[Data excerpts]
----------------------------------------
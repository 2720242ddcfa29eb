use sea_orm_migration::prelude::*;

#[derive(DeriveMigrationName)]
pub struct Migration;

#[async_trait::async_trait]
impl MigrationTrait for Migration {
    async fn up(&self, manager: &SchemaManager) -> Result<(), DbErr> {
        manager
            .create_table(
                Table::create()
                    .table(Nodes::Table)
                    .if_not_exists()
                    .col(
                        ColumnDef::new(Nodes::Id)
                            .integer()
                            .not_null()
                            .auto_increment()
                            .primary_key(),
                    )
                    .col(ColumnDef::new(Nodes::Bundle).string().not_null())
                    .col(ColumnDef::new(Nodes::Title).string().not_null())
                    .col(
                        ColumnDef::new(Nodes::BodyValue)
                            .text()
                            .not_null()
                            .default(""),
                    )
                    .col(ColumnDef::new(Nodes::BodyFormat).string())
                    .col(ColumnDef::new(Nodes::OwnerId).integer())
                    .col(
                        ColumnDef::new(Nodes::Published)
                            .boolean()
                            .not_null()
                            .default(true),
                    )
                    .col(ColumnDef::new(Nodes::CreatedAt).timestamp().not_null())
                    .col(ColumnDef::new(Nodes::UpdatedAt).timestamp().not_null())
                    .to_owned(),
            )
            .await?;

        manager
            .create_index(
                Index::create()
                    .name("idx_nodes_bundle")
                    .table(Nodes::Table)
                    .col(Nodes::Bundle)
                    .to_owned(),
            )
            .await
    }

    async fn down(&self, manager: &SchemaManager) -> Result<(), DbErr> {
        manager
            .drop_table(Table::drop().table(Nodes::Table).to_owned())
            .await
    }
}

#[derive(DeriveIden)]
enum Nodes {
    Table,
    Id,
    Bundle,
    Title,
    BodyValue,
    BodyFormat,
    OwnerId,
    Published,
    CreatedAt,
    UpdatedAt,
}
----------------------------------------
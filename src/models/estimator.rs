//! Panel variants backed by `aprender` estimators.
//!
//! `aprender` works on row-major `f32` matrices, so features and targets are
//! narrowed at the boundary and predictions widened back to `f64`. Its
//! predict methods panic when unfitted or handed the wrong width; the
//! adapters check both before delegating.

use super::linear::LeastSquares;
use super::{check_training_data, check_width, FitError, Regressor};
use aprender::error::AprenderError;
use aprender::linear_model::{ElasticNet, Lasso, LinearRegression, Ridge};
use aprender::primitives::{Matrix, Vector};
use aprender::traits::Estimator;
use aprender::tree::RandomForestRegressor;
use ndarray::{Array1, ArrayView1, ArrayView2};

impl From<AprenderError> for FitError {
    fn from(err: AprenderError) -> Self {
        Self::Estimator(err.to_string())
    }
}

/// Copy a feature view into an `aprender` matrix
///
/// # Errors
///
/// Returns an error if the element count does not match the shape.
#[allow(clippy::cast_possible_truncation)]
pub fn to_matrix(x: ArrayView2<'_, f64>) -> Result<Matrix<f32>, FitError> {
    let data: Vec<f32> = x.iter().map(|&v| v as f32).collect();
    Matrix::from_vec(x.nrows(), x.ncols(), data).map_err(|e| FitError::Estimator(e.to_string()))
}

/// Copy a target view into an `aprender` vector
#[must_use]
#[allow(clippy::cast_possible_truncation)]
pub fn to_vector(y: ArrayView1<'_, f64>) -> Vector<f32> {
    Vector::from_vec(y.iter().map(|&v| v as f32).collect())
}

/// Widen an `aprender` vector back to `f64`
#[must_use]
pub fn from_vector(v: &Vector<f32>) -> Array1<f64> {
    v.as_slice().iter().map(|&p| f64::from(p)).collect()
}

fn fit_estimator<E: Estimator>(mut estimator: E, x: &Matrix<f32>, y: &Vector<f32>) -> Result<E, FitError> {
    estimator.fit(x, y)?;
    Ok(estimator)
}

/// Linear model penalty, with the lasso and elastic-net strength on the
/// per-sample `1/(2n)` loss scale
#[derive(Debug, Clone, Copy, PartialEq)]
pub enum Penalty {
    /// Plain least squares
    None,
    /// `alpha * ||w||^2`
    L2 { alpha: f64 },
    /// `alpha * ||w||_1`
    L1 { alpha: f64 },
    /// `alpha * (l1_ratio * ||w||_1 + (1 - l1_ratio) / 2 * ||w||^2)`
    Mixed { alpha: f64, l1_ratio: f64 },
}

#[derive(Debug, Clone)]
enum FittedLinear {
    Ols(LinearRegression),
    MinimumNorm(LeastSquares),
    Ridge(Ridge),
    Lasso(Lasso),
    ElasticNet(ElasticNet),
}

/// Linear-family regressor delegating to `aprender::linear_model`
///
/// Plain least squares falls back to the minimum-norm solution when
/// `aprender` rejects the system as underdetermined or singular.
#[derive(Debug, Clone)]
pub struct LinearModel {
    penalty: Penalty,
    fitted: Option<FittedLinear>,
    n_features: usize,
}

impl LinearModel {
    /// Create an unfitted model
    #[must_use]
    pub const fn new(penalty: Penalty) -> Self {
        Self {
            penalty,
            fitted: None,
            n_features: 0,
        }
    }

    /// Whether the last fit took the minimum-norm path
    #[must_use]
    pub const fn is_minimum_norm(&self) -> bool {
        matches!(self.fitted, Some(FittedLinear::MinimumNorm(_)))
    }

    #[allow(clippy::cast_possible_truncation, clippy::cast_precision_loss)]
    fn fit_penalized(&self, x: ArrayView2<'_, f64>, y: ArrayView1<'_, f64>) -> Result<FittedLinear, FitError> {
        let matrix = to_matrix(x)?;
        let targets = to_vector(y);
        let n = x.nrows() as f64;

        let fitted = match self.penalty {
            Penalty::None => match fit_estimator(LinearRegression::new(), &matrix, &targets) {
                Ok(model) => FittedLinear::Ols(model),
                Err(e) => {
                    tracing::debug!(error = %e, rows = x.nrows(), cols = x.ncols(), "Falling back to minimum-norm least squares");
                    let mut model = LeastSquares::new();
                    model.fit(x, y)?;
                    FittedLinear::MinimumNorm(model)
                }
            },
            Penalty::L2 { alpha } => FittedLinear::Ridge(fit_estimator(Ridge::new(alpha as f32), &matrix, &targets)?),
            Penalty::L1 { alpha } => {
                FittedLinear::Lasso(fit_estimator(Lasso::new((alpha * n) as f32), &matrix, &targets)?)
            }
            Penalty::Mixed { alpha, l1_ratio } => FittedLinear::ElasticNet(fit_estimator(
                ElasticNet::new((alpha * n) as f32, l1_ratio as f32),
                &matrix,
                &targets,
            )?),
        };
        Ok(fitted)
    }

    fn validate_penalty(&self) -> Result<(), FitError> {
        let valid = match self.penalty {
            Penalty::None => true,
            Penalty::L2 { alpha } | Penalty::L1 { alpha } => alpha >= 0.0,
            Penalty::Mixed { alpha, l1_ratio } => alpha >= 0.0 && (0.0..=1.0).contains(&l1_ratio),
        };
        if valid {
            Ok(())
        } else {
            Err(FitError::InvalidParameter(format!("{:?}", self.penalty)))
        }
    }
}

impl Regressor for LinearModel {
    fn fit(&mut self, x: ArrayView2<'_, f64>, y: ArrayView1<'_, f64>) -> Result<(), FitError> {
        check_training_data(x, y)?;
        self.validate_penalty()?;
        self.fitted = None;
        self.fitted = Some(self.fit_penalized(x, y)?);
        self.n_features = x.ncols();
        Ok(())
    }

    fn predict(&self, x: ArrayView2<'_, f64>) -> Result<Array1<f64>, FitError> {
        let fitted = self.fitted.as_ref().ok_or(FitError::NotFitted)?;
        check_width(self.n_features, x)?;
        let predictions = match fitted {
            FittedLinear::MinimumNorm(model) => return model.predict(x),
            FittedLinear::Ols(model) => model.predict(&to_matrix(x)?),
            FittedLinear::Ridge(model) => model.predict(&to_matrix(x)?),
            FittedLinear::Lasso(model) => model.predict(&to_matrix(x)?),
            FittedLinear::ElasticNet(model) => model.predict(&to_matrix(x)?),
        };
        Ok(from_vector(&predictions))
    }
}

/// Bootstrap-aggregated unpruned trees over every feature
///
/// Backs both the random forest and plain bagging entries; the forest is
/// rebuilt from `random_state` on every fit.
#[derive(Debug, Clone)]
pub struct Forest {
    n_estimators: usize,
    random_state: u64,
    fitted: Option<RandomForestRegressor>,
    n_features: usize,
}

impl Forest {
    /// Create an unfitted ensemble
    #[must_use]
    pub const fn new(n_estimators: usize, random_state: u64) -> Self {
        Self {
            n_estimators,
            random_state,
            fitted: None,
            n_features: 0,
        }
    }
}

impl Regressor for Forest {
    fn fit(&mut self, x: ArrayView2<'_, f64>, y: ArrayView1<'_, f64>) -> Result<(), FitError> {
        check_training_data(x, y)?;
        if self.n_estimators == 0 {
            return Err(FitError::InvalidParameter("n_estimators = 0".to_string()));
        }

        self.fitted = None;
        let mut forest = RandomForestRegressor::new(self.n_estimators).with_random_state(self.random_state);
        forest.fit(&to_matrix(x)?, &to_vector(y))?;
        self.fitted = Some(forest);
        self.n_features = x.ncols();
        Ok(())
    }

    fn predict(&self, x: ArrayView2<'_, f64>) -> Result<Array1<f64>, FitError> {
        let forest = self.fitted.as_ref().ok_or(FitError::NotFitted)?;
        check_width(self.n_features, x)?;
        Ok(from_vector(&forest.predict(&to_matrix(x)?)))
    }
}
----------------------------------------
§ **What the task requires**: A single number is expected: how many lines in the entries contain "ncols".

§ **Solution for this problem**: 4